Challenging Situations Copy

Please consider bullets as red.

From time to time there will be situations where someone says or does something that is uncomfortable or inappropriate. This can be related to changes in the brain in self-regulation and insight. They may not realize that what they said was offensive, or may have ‘lost their filter’ and shared opinions that could be hurtful to others.

Examples may include:

  • Using language that is not appropriate such as swearing, using slang, derogatory language or a racial slur
  • Continuing to speak “on and on”, including over others
  • Sharing personal information that may make others uncomfortable
  • Touching artwork, objects, or the facilitator

If a challenging situation happens, remain calm and remind yourself of why it may have happened.

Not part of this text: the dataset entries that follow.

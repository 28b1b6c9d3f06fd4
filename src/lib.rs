//! # Recall
//!
//! Motor de recuperação e retenção sobre um espaço de embeddings.
//!
//! O Recall mantém um armazenamento limitado de padrões de embedding, faz
//! recuperação por similaridade em duas etapas com thresholds que se adaptam
//! às consultas recentes, encadeia um retriever student barato com um
//! re-ranker teacher caro e entrega periodicamente as amostras a um trainer.
//!
//! ## Módulos
//!
//! - [`cache`] - Armazenamento de padrões com evicção LRU, LFU e por importância
//! - [`retrieval`] - Retriever adaptativo em duas etapas
//! - [`cascade`] - Cascata de destilação teacher/student
//! - [`retention`] - Buffer de retenção com atualizações periódicas e checkpoints
//! - [`collaborators`] - Traits para encoder, índice, teacher, trainer e persistência
//! - [`similarity`] - Utilitários de vetores
//! - [`telemetry`] - Configuração de logging
//! - [`types`] - Tipos compartilhados
//!
//! ## Exemplo
//!
//! ```no_run
//! use std::sync::Arc;
//!
//! use recall::types::config::{EvictionPolicy, StoreConfig};
//! use recall::types::PatternMetadata;
//! use recall::PatternStore;
//!
//! let store = Arc::new(PatternStore::new(3, StoreConfig::new(100, EvictionPolicy::Lru))?);
//! store.add_pattern("p1", vec![0.1, 0.2, 0.3], PatternMetadata::new().with_text("hello"));
//!
//! let hits = store.search_similar(&[0.1, 0.2, 0.3], 5, Some(0.5));
//! assert_eq!(hits[0].pattern.id, "p1");
//! # Ok::<(), recall::RecallError>(())
//! ```

pub mod cache;
pub mod cascade;
pub mod collaborators;
pub mod retention;
pub mod retrieval;
pub mod similarity;
pub mod telemetry;
pub mod types;

pub use cache::PatternStore;
pub use cascade::DistillationCascade;
pub use retention::RetentionBuffer;
pub use retrieval::AdaptiveRetriever;
pub use types::config::Config;
pub use types::errors::{RecallError, RecallResult};
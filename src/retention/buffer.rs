//! Buffer de amostras que dispara atualizações periódicas de retenção.

use std::sync::Arc;

use chrono::{DateTime, Utc};
use serde::{Deserialize, Serialize};
use tokio::sync::Mutex;

use crate::cache::PatternStore;
use crate::collaborators::{call_with_timeout, CheckpointState, Persistence, Trainer};
use crate::similarity::text_signature;
use crate::types::config::RetentionConfig;
use crate::types::Sample;
use crate::RecallResult;

/// O que uma chamada a [`RetentionBuffer::add_sample`] ou
/// [`RetentionBuffer::flush`] fez.
#[derive(Debug, Clone, Copy, PartialEq, Eq, Serialize, Deserialize)]
#[serde(rename_all = "snake_case", tag = "outcome")]
pub enum RetentionOutcome {
    /// A amostra foi guardada; nenhuma atualização rodou.
    Buffered { pending: usize },
    /// Uma atualização consumiu o buffer.
    Updated { samples: usize, checkpointed: bool },
}

/// Estatísticas do buffer de retenção.
#[derive(Debug, Clone, Default, PartialEq, Serialize, Deserialize)]
pub struct RetentionStats {
    /// Amostras esperando a próxima atualização.
    pub pending: usize,
    /// Amostras adicionadas desde a última atualização bem-sucedida.
    pub counter: usize,
    pub updates_completed: u64,
    /// Amostras aceitas desde a criação.
    pub samples_seen: u64,
    pub checkpoints: u64,
    pub last_update: Option<DateTime<Utc>>,
}

#[derive(Debug, Default)]
struct RetentionState {
    buffer: Vec<Sample>,
    counter: usize,
    updates_completed: u64,
    samples_seen: u64,
    checkpoints: u64,
    last_update: Option<DateTime<Utc>>,
}

/// Coleta amostras e as entrega a um [`Trainer`] a cada
/// `update_frequency` amostras.
///
/// O lock de estado fica retido durante a chamada ao trainer, então as
/// atualizações nunca se sobrepõem. O buffer só é limpo após uma atualização bem-sucedida.
pub struct RetentionBuffer {
    config: RetentionConfig,
    trainer: Arc<dyn Trainer>,
    persistence: Option<Arc<dyn Persistence>>,
    store: Option<Arc<PatternStore>>,
    state: Mutex<RetentionState>,
}

impl RetentionBuffer {
    /// Cria um buffer. Falha se alguma cadência for zero.
    pub fn new(trainer: Arc<dyn Trainer>, config: RetentionConfig) -> RecallResult<Self> {
        config.validate()?;

        Ok(Self {
            config,
            trainer,
            persistence: None,
            store: None,
            state: Mutex::new(RetentionState::default()),
        })
    }

    /// Pede checkpoints a `persistence` a cada `checkpoint_every` atualizações.
    #[must_use]
    pub fn with_persistence(mut self, persistence: Arc<dyn Persistence>) -> Self {
        self.persistence = Some(persistence);
        self
    }

    /// Também insere em `store` toda amostra que tiver embedding.
    #[must_use]
    pub fn with_store(mut self, store: Arc<PatternStore>) -> Self {
        self.store = Some(store);
        self
    }

    pub fn config(&self) -> &RetentionConfig {
        &self.config
    }

    /// Guarda uma amostra e roda uma atualização quando há amostras suficientes.
    ///
    /// Uma falha do trainer é retornada e deixa o buffer e o contador como
    /// estão, então a próxima amostra tenta de novo. Uma falha de checkpoint é
    /// retornada depois que a atualização foi aplicada.
    pub async fn add_sample(&self, sample: Sample) -> RecallResult<RetentionOutcome> {
        self.store_sample(&sample)?;

        let mut state = self.state.lock().await;
        state.buffer.push(sample);
        state.counter += 1;
        state.samples_seen += 1;

        if state.counter >= self.config.update_frequency {
            return self.run_update(&mut state).await;
        }

        tracing::debug!(
            pending = state.buffer.len(),
            update_frequency = self.config.update_frequency,
            "Sample buffered"
        );
        Ok(RetentionOutcome::Buffered {
            pending: state.buffer.len(),
        })
    }

    /// Roda uma atualização com o que estiver no buffer. Não faz nada se vazio.
    pub async fn flush(&self) -> RecallResult<RetentionOutcome> {
        let mut state = self.state.lock().await;
        if state.buffer.is_empty() {
            return Ok(RetentionOutcome::Buffered { pending: 0 });
        }
        self.run_update(&mut state).await
    }

    /// Estatísticas atuais.
    pub async fn stats(&self) -> RetentionStats {
        let state = self.state.lock().await;
        RetentionStats {
            pending: state.buffer.len(),
            counter: state.counter,
            updates_completed: state.updates_completed,
            samples_seen: state.samples_seen,
            checkpoints: state.checkpoints,
            last_update: state.last_update,
        }
    }

    fn store_sample(&self, sample: &Sample) -> RecallResult<()> {
        let (Some(store), Some(embedding)) = (&self.store, &sample.embedding) else {
            return Ok(());
        };

        let id = match &sample.text {
            Some(text) => text_signature(text),
            None => uuid::Uuid::new_v4().to_string(),
        };
        let mut metadata = sample.metadata.clone();
        if metadata.text.is_none() {
            metadata.text = sample.text.clone();
        }

        store.try_add_pattern(id, embedding.clone(), metadata, None)
    }

    async fn run_update(&self, state: &mut RetentionState) -> RecallResult<RetentionOutcome> {
        let samples = state.buffer.len();

        if let Err(e) = call_with_timeout(
            self.trainer.name(),
            self.config.timeout(),
            self.trainer.update(&state.buffer),
        )
        .await
        {
            tracing::warn!(
                trainer = self.trainer.name(),
                samples,
                error = %e,
                "Retention update failed, samples kept"
            );
            return Err(e);
        }

        state.buffer.clear();
        state.counter = 0;
        state.updates_completed += 1;
        state.last_update = Some(Utc::now());

        tracing::info!(
            trainer = self.trainer.name(),
            samples,
            updates_completed = state.updates_completed,
            "Retention update completed"
        );

        if self.config.compact_on_update {
            if let Some(store) = &self.store {
                store.retain_important_patterns();
            }
        }

        let checkpointed = self.maybe_checkpoint(state).await?;
        Ok(RetentionOutcome::Updated {
            samples,
            checkpointed,
        })
    }

    async fn maybe_checkpoint(&self, state: &mut RetentionState) -> RecallResult<bool> {
        let Some(persistence) = &self.persistence else {
            return Ok(false);
        };
        if state.updates_completed % self.config.checkpoint_every != 0 {
            return Ok(false);
        }

        let checkpoint = CheckpointState {
            updates_completed: state.updates_completed,
            samples_seen: state.samples_seen,
            store_stats: self.store.as_ref().map(|s| s.stats()),
            timestamp: Utc::now(),
        };

        call_with_timeout(
            persistence.name(),
            self.config.timeout(),
            persistence.checkpoint(&checkpoint),
        )
        .await
        .map_err(|e| {
            tracing::warn!(persistence = persistence.name(), error = %e, "Checkpoint failed");
            e
        })?;

        state.checkpoints += 1;
        tracing::info!(
            persistence = persistence.name(),
            updates_completed = state.updates_completed,
            "Checkpoint saved"
        );
        Ok(true)
    }
}
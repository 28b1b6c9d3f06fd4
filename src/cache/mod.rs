//! Armazenamento de padrões: cache limitado de embeddings com evicção por importância.
//!
//! O armazenamento mantém no máximo `buffer_size` padrões. Quando cheio, uma
//! entrada é removida por inserção, conforme a política configurada:
//!
//! - **LRU**: acessada há mais tempo (ordem de inserção para as não acessadas)
//! - **LFU**: menor número de acessos
//! - **Importance**: menor importância
//!
//! Em LFU e importance, empates removem a entrada inserida primeiro.

mod eviction;
mod importance;
mod persistence;
mod store;

pub use importance::{ImportanceInputs, ImportanceScorer};
pub use persistence::{PersistedConfig, PersistedStats, StoreSnapshot};
pub use store::{PatternStore, ScoredPattern, StoreStats};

Remain enthusiastic, and engaged, and monitor your emotional reactions. If there is a small slip, you may simply ignore it. In other cases, modelling more appropriate language or actions can improve the situation. When comments are made that could be insensitive or insulting, acknowledge you have heard what was said and then rephrase with terms that are more appropriate or redirect the conversation or engage the participant in a more suitable activity. If the offensive comment is not addressed, the participant may repeat it. Your acknowledgement does not mean that you agree with the participant, nor that you agree with their behavior, but it is a step in redirecting the behaviour. It is also important if one participant says something to another that is uncomfortable, that you acknowledge it, and redirect so that both feel acknowledged.

Avoid arguing. Some participants will be unable to see other points of view, or to understand things that contradict their own ideas. Disagreeing or pursuing ‘being right’ can lead to heightened negative emotions, and stress. Remember that the changes that happen in the brain of someone with dementia can make it difficult to understand and retain new ideas, to see other perspectives, or to change a set idea.

In an AGH example, we talked about a photograph by an indigenous artist, and a participant repeatedly used the term ‘eskimo’ and made comments about the clothing in the image that were culturally insensitive or out-of-date. The facilitator continued to use the correct term, to model better language choices for the group. To redirect insensitive comments, she refocused the group on the image, and indicated that in this image the clothing in the image had specific names and meanings and used the opportunity to highlight a more appropriate description, using comments like this:

“From reading more about this artwork, I have learned that this Inuk woman’s coat is called an amauti, and that each family or community had specific ways of stitching or shaping their amauti’s to indicate where they came from”.

Another example comes to mind when discussing a painting of a woman:

A participant commented: “Wow, that woman is really fat.”

The facilitator replied: “This artist is very interested in the human figure in all of its forms, capturing the beauty of each subject. What colours or details do you notice in the clothing she is wearing?”

When participants use touch inappropriately, whether touching art or objects or the facilitator, the reasons are similar – changes in the brain can result in reduced inhibitions, or self regulation. Gently but firmly ask them not to touch (you or the object).